The dealer is telling me that this trailer was designed to be pulled behind a 1/2 ton pick up and my truck will handle the load no sweat.  Ford says that my truck will pull a fifth wheel up to 8,200 GVWR.

The dealer says since the Dry Weight is 6,995 this gives me the ability to add another 1200 lbs before getting to the 8,200 pound limit that Ford specifies as the maximum.

Am I being misled ?


----------



## hertig (Mar 18, 2003)

Am I being misled

Yes, you are being misled, and in at least one of those statements, nearly criminally.  A half ton pickup, particularly one with a small block gas engine, should be limited to the smallest, lightest trailers, of which this is not even close to one of.  I'd say you probably want to be looking at trailers whose MAXIMUM (GVWR) weight is well under 7000 pounds.  And even that will likely will be aggravating at best (and possibly unsafe at worst).  Let's face it, your truck is not a pulling machine, and that engine is not a pulling engine.    

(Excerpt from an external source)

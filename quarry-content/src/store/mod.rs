//! Store commands: lifecycle of the document store itself

mod init;

pub use init::InitStore;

Can your truck really pull an 8200 5th wheel?  I don't know; my equivalent Chevy couldn't, but if yours can, it would be at sea level, on flat ground, with an empty/stripped truck with only a 150 pound driver and a gallon of fuel.  In the real world, you will probably be straining up hills, have difficulty with emergency stops, and put the truck in its grave before its time.  Besides, the real problem with 1/2 ton pickups and 5th wheels is that even if the trailer weight does not cause you to exceed the GCVW (trailer plus truck), the pin weight (up to 20% of the trailer weight) will often cause you to exceed the truck's rear axle weight rating.   

The statement that the trailer is 'designed to be pulled by a 1/2 ton' is either an outright lie, or the worst case of engineering ever recorded.  Trailers 'designed' for 1/2 tons would have a dry weight of 3 to 4 thousand and a gross weight of 6000 or less.  Since no 1/2 ton in the world would be rated to tow 11000 pounds, no trailer which is rated at 11000 pounds could ever be considered appropriate for a 1/2 ton truck.   

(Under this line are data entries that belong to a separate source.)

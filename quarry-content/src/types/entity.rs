//! Entity type: one content record conforming to a collection schema

use std::collections::BTreeMap;
use std::fmt;

use serde::{Deserialize, Serialize};
use serde_json::Value;

use super::ids::{CollectionId, EntityId};
use super::now;

/// One locale's field values, keyed by field key.
pub type LocaleData = BTreeMap<String, Value>;

/// Entity content: one data group per locale.
pub type EntityData = BTreeMap<String, LocaleData>;

/// Publication state of an entity.
#[derive(Debug, Clone, Copy, Default, PartialEq, Eq, Serialize, Deserialize)]
#[serde(rename_all = "lowercase")]
pub enum EntityStatus {
    #[default]
    Active,
    Inactive,
}

impl fmt::Display for EntityStatus {
    fn fmt(&self, f: &mut fmt::Formatter<'_>) -> fmt::Result {
        match self {
            Self::Active => f.write_str("active"),
            Self::Inactive => f.write_str("inactive"),
        }
    }
}

/// A content record. `data` holds one group per active locale with exactly
/// the owning collection's field keys — that shape is re-derived from the
/// current schema and language list on every write, never trusted from
/// client input.
#[derive(Debug, Clone, Serialize, Deserialize)]
pub struct Entity {
    pub id: EntityId,
    /// Owning collection (reference, not ownership)
    pub collection_id: CollectionId,
    #[serde(default)]
    pub status: EntityStatus,
    #[serde(default)]
    pub data: EntityData,
    pub created: i64,
    pub modified: i64,
}

impl Entity {
    /// Create a new entity in the given collection
    pub fn new(collection_id: CollectionId, status: EntityStatus) -> Self {
        let timestamp = now();
        Self {
            id: EntityId::new(),
            collection_id,
            status,
            data: EntityData::new(),
            created: timestamp,
            modified: timestamp,
        }
    }

    /// A field value at `locale`/`key`, if present
    pub fn value(&self, locale: &str, key: &str) -> Option<&Value> {
        self.data.get(locale).and_then(|group| group.get(key))
    }
}

#[cfg(test)]
mod tests {
    use super::*;
    use serde_json::json;

    #[test]
    fn test_status_serializes_lowercase() {
        assert_eq!(
            serde_json::to_string(&EntityStatus::Inactive).unwrap(),
            "\"inactive\""
        );
        assert_eq!(EntityStatus::default(), EntityStatus::Active);
    }

    #[test]
    fn test_entity_round_trip() {
        let mut entity = Entity::new(CollectionId::new(), EntityStatus::Active);
        entity
            .data
            .entry("en".to_string())
            .or_default()
            .insert("title".to_string(), json!("Hello"));

        let json = serde_json::to_string_pretty(&entity).unwrap();
        let parsed: Entity = serde_json::from_str(&json).unwrap();
        assert_eq!(parsed.id, entity.id);
        assert_eq!(parsed.value("en", "title"), Some(&json!("Hello")));
    }

    #[test]
    fn test_value_lookup_missing() {
        let entity = Entity::new(CollectionId::new(), EntityStatus::Active);
        assert!(entity.value("en", "title").is_none());
    }
}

The 'well only use 1200 pounds of your capability' solution is technically true, but in reality, pathetic and unwise.  Are you going to weigh everything you put into the trailer and keep a running log?  Besides, even the dry weight is not a reliable measure; it sometimes does not include some of the options installed in or on the trailer.  Don't forget that the dry weight definitely does NOT include any water, food, waste, clothes, hoses and fasteners, propane or any other stuff you put in the trailer.    

If you are serious about trailering, you will need to get a serious truck.  The ideal scenario is to find the trailer you want, and then get the truck needed to tow that.  No matter what the ratings say, you will probably not be satisfied with the performance of a gas engine; diesel rules in towing.  If you must get a gas engine, get a BIG one.  And about those ratings: riding the edge of the ratings is like riding a bicycle along a cliff - you may not fall in, but if you do it will likely be catastrophic.


----------



## Will Daniels (Mar 18, 2003)

Am I being misled

Hi, SongDoctor; Yes, you are certainly being misled. This guy just wants to sell,and knows nothing about towing.PJ's posting a few days ago is similar to your situation,but he is looking at a TT not a 5th wheel which puts much more weight on the rear axle,maybe too much for a F-150.


----------



## SongDoctor (Mar 18, 2003)

Am I being misled

Thanks, Gentlemen! 
You've confirmed what I already suspected.
And, helped me make up my mind about purchasing an F250 with a 7.3L Diesel.


----------